## [Work required]
Repeat only the stretch of lines below that runs from the line with "Ok(result.rows_affected())" through the line with "and status changes", unaltered.

(Beginning of Records)

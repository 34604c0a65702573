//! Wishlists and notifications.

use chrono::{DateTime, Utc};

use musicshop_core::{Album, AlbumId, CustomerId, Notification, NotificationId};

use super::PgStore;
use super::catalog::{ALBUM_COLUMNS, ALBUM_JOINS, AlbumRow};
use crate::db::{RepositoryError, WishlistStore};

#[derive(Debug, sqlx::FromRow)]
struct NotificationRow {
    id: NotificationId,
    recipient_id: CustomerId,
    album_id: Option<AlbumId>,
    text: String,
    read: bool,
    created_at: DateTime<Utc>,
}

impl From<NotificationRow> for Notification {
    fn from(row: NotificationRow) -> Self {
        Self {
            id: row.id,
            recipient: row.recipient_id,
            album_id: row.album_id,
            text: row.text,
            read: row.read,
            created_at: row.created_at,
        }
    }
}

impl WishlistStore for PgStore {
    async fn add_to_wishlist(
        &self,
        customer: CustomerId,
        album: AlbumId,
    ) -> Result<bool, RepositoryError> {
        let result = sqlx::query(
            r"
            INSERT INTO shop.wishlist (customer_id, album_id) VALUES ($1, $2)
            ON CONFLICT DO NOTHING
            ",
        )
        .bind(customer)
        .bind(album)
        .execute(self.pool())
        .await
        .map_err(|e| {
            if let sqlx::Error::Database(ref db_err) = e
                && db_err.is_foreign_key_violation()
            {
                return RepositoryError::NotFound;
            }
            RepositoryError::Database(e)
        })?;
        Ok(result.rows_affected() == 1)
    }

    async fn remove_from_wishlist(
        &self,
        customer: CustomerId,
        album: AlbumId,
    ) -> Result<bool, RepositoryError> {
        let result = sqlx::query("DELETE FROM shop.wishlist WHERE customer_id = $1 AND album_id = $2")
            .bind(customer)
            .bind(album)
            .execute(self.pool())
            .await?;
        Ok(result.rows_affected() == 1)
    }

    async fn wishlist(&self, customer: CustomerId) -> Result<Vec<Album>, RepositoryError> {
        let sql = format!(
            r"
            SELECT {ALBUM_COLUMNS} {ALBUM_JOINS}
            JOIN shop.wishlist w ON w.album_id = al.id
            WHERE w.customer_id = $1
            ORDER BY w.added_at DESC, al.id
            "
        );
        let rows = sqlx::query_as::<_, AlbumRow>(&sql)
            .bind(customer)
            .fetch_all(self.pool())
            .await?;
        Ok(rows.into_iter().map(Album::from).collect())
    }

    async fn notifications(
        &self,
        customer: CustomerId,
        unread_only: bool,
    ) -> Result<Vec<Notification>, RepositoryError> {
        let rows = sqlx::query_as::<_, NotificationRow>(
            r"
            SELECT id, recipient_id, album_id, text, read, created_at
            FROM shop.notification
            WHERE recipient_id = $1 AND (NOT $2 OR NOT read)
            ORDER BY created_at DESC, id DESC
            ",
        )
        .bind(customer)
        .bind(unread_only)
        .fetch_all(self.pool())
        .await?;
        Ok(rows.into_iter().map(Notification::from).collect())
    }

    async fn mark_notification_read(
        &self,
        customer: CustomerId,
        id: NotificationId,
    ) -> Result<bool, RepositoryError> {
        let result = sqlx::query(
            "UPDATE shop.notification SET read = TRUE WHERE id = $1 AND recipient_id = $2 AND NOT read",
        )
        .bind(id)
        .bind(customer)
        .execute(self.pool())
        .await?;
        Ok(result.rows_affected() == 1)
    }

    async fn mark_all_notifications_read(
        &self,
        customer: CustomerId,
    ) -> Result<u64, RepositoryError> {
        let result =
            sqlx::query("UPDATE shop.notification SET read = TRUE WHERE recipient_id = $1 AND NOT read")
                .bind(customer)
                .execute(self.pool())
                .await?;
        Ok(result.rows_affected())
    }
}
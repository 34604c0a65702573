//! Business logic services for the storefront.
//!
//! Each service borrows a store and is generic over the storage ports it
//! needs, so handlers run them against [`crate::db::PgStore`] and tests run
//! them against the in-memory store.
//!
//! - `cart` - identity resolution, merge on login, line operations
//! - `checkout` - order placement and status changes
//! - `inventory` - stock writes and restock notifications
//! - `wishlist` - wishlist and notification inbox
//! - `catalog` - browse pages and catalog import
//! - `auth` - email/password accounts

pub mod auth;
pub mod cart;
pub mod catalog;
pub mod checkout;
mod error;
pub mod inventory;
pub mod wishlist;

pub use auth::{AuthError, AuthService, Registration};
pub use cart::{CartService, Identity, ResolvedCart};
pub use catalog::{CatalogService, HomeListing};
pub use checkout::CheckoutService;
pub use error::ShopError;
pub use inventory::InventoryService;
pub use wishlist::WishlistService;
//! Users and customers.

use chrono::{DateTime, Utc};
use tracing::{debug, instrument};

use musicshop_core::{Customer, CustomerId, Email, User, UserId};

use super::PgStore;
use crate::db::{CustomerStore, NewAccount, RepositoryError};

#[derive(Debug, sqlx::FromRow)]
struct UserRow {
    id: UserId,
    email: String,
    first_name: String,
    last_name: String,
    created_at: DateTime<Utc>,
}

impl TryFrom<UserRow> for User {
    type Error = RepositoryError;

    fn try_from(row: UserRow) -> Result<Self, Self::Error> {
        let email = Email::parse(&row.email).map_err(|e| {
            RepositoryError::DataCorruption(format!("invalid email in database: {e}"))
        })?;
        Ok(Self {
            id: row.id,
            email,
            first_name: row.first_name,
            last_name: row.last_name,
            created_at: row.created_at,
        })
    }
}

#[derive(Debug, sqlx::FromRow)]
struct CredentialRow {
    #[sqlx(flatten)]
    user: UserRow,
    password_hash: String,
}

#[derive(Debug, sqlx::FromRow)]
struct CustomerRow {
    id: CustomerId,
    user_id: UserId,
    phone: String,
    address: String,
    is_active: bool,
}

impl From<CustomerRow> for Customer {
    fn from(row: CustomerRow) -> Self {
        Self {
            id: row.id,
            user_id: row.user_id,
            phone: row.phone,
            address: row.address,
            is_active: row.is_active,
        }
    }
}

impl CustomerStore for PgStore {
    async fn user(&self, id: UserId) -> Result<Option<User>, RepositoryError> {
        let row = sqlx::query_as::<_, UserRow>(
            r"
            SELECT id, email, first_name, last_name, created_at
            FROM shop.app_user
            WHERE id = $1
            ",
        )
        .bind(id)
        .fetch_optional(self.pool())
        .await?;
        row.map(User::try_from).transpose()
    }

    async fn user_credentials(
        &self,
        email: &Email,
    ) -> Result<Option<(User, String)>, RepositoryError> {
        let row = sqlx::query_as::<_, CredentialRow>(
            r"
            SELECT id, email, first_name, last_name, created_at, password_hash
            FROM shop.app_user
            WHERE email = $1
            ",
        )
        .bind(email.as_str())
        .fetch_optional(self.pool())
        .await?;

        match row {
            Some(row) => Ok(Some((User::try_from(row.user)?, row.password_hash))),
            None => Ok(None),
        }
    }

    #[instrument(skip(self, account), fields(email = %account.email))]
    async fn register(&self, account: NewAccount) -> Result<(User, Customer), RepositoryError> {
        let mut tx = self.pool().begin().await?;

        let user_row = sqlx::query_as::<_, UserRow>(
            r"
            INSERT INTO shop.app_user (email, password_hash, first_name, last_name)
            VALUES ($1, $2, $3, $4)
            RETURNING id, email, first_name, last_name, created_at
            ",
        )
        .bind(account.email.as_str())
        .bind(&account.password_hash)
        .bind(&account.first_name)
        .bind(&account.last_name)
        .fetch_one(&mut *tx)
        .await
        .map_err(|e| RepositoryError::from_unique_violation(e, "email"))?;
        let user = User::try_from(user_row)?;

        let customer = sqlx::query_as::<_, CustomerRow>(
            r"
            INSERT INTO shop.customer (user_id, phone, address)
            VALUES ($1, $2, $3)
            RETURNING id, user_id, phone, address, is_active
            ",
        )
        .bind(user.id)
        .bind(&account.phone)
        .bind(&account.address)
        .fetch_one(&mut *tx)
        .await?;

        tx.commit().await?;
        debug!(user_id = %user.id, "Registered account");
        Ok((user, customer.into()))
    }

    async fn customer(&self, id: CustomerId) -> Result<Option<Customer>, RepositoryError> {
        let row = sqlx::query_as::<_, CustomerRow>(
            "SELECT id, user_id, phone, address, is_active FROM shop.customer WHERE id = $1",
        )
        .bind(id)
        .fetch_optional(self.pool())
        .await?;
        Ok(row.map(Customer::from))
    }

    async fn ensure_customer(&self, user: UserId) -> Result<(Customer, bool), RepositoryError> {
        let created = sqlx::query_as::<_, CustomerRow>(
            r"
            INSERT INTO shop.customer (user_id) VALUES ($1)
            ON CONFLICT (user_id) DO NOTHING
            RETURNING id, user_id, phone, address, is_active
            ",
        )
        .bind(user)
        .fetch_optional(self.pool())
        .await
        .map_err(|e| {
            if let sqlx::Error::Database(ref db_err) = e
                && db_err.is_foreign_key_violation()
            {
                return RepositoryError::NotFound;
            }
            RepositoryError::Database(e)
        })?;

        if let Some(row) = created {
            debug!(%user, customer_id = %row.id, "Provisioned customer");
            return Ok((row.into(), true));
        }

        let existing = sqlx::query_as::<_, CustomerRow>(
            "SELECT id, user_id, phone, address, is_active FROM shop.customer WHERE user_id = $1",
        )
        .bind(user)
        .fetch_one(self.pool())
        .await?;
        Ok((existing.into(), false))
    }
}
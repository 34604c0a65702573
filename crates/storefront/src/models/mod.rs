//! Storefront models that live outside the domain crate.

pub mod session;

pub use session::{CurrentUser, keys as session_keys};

(End of Records)

## [Task solution]
        Ok(result.rows_affected())
    }
}
repository 34604c0a65702573
//! Business logic services for the storefront.
//!
//! Each service borrows a store and is generic over the storage ports it
//! needs, so handlers run them against [`crate::db::PgStore`] and tests run
//! them against the in-memory store.
//!
//! - `cart` - identity resolution, merge on login, line operations
//! - `checkout` - order placement and status changes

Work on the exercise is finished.